Le point de départ du traité est simple et constant : le revenu et les plus-values tirés d’un bien immobilier sont imposés dans le pays où ce bien est situé. Le texte renvoie à la notion de “real property” ou “immeuble”, qui recouvre le terrain, les bâtiments, certains droits réels, mais aussi, dans des cas précis, des actions de sociétés dont la valeur provient majoritairement d’immeubles.
Article 6 et article 13 : revenu locatif et plus-value
L’article 6 de la convention prévoit que les revenus tirés de l’exploitation directe, de la location ou de toute autre forme d’utilisation d’un bien immobilier peuvent être imposés dans l’État où se situe ce bien. Concrètement, un appartement à Méribel ou à Les Gets génère des revenus fonciers taxables en France, que le propriétaire soit résident de New York, de Dallas ou installé en France depuis des années.

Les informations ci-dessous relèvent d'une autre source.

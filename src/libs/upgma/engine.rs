use super::cluster::{merge_clusters, take_pair, Cluster};
use super::error::ClusterError;
use super::matrix::DistMatrix;
use super::search::find_closest_clusters;
use super::tree::GuideTree;
use crate::libs::align::PairAligner;
use crate::libs::score::SubTable;
use crate::libs::seq::Sequence;
use log::{debug, info};

/// One merge of the clustering loop.
#[derive(Debug, Clone, PartialEq)]
pub struct MergeStep {
    /// Guide tree node of the cluster that came first in the working set
    pub left: usize,
    pub right: usize,
    /// Node created by this merge
    pub node: usize,
    /// Linkage distance between `left` and `right`
    pub distance: f64,
    /// Matrix indices of the two sequences that were aligned
    pub representatives: (usize, usize),
    pub score: i32,
}

#[derive(Debug, Clone)]
pub struct Clustering {
    /// The surviving cluster, holding every input sequence
    pub cluster: Cluster,
    pub steps: Vec<MergeStep>,
    pub tree: GuideTree,
}

/// The cross pair with the smallest direct matrix distance; first found wins.
fn representatives(left: &Cluster, right: &Cluster, matrix: &DistMatrix) -> (usize, usize) {
    let mut best = (left.seqs[0].index, right.seqs[0].index);
    let mut best_dist = matrix.get(best.0, best.1);
    for s1 in &left.seqs {
        for s2 in &right.seqs {
            let d = matrix.get(s1.index, s2.index);
            if d < best_dist {
                best_dist = d;
                best = (s1.index, s2.index);
            }
        }
    }
    best
}

/// Agglomerative clustering of `seqs` until one cluster is left.
///
/// Each round finds the closest pair of clusters with [`find_closest_clusters`], aligns their
/// representative sequences with `aligner`, and replaces the pair by its concatenation at the
/// end of the working set. `N` sequences take exactly `N - 1` rounds.
///
/// Parallelism comes from the rayon pool the call runs in.
pub fn upgma<A: PairAligner + ?Sized>(
    seqs: &[Sequence],
    matrix: &DistMatrix,
    table: &SubTable,
    aligner: &A,
) -> Result<Clustering, ClusterError> {
    let n = seqs.len();
    if n == 0 {
        return Err(ClusterError::EmptyInput);
    }
    if matrix.size() != n {
        return Err(ClusterError::DimensionMismatch {
            expected: n * n,
            found: matrix.size() * matrix.size(),
        });
    }
    if let Some((position, seq)) = seqs.iter().enumerate().find(|(i, s)| s.index != *i) {
        return Err(ClusterError::IndexOutOfPlace {
            id: seq.id.clone(),
            index: seq.index,
            position,
        });
    }

    let mut tree = GuideTree::new();
    let mut working: Vec<Cluster> = Vec::with_capacity(n);
    for seq in seqs {
        tree.add_leaf(seq.id.clone());
        working.push(Cluster::singleton(seq.clone()));
    }

    let mut steps = Vec::with_capacity(n - 1);
    while working.len() > 1 {
        let closest = match find_closest_clusters(&working, matrix)? {
            Some(closest) => closest,
            None => break,
        };

        let (left, right) = take_pair(&mut working, closest.a, closest.b);

        let (r1, r2) = representatives(&left, &right, matrix);
        let alignment = aligner.align(
            seqs[r1].residues.as_bytes(),
            seqs[r2].residues.as_bytes(),
            table,
        );

        let node = tree.join(left.id, right.id, closest.distance / 2.0);
        debug!(
            "merge {} + {} -> {} at {:.6}, {} clusters left",
            left.id,
            right.id,
            node,
            closest.distance,
            working.len() + 1
        );
        steps.push(MergeStep {
            left: left.id,
            right: right.id,
            node,
            distance: closest.distance,
            representatives: (r1, r2),
            score: alignment.score,
        });

        working.push(merge_clusters(left, right, node));
    }

    info!("{} sequences clustered in {} merges", n, steps.len());

    // the loop only exits with one cluster
    let cluster = working.pop().ok_or(ClusterError::EmptyInput)?;
    Ok(Clustering {
        cluster,
        steps,
        tree,
    })
}

#[cfg(test)]
mod tests {
    use super::*;
    use crate::libs::align::{GlobalAligner, PairAlignment};
    use std::sync::Mutex;

    // Records every call instead of aligning
    #[derive(Default)]
    struct Recorder {
        calls: Mutex<Vec<(String, String)>>,
    }

    impl PairAligner for Recorder {
        fn align(&self, a: &[u8], b: &[u8], _table: &SubTable) -> PairAlignment {
            self.calls.lock().unwrap().push((
                String::from_utf8_lossy(a).into_owned(),
                String::from_utf8_lossy(b).into_owned(),
            ));
            PairAlignment::default()
        }
    }

    fn seqs(n: usize) -> Vec<Sequence> {
        (0..n)
            .map(|i| Sequence::new(format!("s{}", i), format!("MK{}", "AV".repeat(i)), i))
            .collect()
    }

    fn spread_matrix(n: usize) -> DistMatrix {
        let mut values = vec![0f32; n * n];
        for i in 0..n {
            for j in (i + 1)..n {
                let v = ((i * 5 + j * 11) % 13) as f32 / 3.0 + 1.0;
                values[i * n + j] = v;
                values[j * n + i] = v;
            }
        }
        DistMatrix::new(n, values).unwrap()
    }

    #[test]
    fn test_single_sequence() {
        let table = SubTable::build();
        let recorder = Recorder::default();
        let m = DistMatrix::new(1, vec![0.0]).unwrap();

        let result = upgma(&seqs(1), &m, &table, &recorder).unwrap();
        assert!(result.steps.is_empty());
        assert_eq!(result.cluster.indices(), vec![0]);
        assert!(recorder.calls.lock().unwrap().is_empty());
        assert_eq!(result.tree.to_newick(false), "s0;");
    }

    #[test]
    fn test_two_sequences() {
        let table = SubTable::build();
        let recorder = Recorder::default();
        let m = DistMatrix::new(2, vec![0.0, 0.7, 0.7, 0.0]).unwrap();

        let result = upgma(&seqs(2), &m, &table, &recorder).unwrap();
        assert_eq!(result.steps.len(), 1);
        assert_eq!(result.cluster.indices(), vec![0, 1]);
        assert_eq!(
            *recorder.calls.lock().unwrap(),
            vec![("MK".to_string(), "MKAV".to_string())]
        );
        assert_eq!(result.tree.to_newick(false), "(s0,s1);");
    }

    #[test]
    fn test_identical_rows_merge_first() {
        #[rustfmt::skip]
        let values = vec![
            0.0, 0.0, 4.0, 8.0,
            0.0, 0.0, 4.0, 8.0,
            4.0, 4.0, 0.0, 3.0,
            8.0, 8.0, 3.0, 0.0,
        ];
        let m = DistMatrix::new(4, values).unwrap();
        let table = SubTable::build();

        let result = upgma(&seqs(4), &m, &table, &GlobalAligner::default()).unwrap();
        let first = &result.steps[0];
        assert_eq!((first.left, first.right), (0, 1));
        assert_eq!(first.distance, 0.0);
        assert_eq!(first.node, 4);
    }

    #[test]
    fn test_merge_count_and_membership() {
        let n = 12;
        let table = SubTable::build();
        let recorder = Recorder::default();

        let result = upgma(&seqs(n), &spread_matrix(n), &table, &recorder).unwrap();
        assert_eq!(result.steps.len(), n - 1);
        assert_eq!(recorder.calls.lock().unwrap().len(), n - 1);

        let mut indices = result.cluster.indices();
        indices.sort();
        assert_eq!(indices, (0..n).collect::<Vec<_>>());

        // nodes are numbered after the leaves, one per merge
        for (k, step) in result.steps.iter().enumerate() {
            assert_eq!(step.node, n + k);
        }
        assert_eq!(result.tree.len(), 2 * n - 1);
        assert_eq!(result.tree.get_root(), Some(2 * n - 2));

        // final cluster order follows the tree's leaf order
        let root = result.tree.get_root().unwrap();
        let names: Vec<String> = result.cluster.seqs.iter().map(|s| s.id.clone()).collect();
        assert_eq!(result.tree.leaves(root), names);
    }

    #[test]
    fn test_deterministic_across_pools() {
        let n = 15;
        let table = SubTable::build();
        let m = spread_matrix(n);
        let aligner = GlobalAligner::default();

        let runs: Vec<Vec<MergeStep>> = [1, 2, 4]
            .iter()
            .map(|&threads| {
                let pool = rayon::ThreadPoolBuilder::new()
                    .num_threads(threads)
                    .build()
                    .unwrap();
                pool.install(|| upgma(&seqs(n), &m, &table, &aligner).unwrap().steps)
            })
            .collect();
        assert_eq!(runs[0], runs[1]);
        assert_eq!(runs[0], runs[2]);
    }

    #[test]
    fn test_rejects_bad_input() {
        let table = SubTable::build();
        let aligner = GlobalAligner::default();
        let m = DistMatrix::new(2, vec![0.0, 1.0, 1.0, 0.0]).unwrap();

        assert_eq!(
            upgma(&[], &m, &table, &aligner).err(),
            Some(ClusterError::EmptyInput)
        );
        assert_eq!(
            upgma(&seqs(3), &m, &table, &aligner).err(),
            Some(ClusterError::DimensionMismatch {
                expected: 9,
                found: 4
            })
        );

        let mut shuffled = seqs(2);
        shuffled.swap(0, 1);
        let err = upgma(&shuffled, &m, &table, &aligner).unwrap_err();
        assert_eq!(
            err,
            ClusterError::IndexOutOfPlace {
                id: "s1".to_string(),
                index: 1,
                position: 0,
            }
        );
        assert_eq!(
            err.to_string(),
            "Sequence [s1] at position 0 carries matrix index 1"
        );
    }
}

L’article 13 prévoit que les gains issus de la cession d’un immeuble situé en France sont imposables dans ce pays, y compris en cas de détention indirecte via une société dont plus de 50 % de l’actif provient de biens immobiliers français.
La portée pratique de ce principe
Pour un propriétaire américain, les conséquences sont nettes :
C’est là qu’intervient l’architecture combinée du traité et des crédits d’impôt étrangers.
Double imposition : comment la convention France–USA l’atténue

Sans mécanisme de coordination, un U.S. citizen résidant en France devrait payer intégralement l’impôt français puis intégralement l’impôt fédéral américain sur les mêmes loyers et plus-values. La convention, couplée aux règles internes américaines (Foreign Tax Credit, FEIE), a précisément pour objectif de limiter cette double peine.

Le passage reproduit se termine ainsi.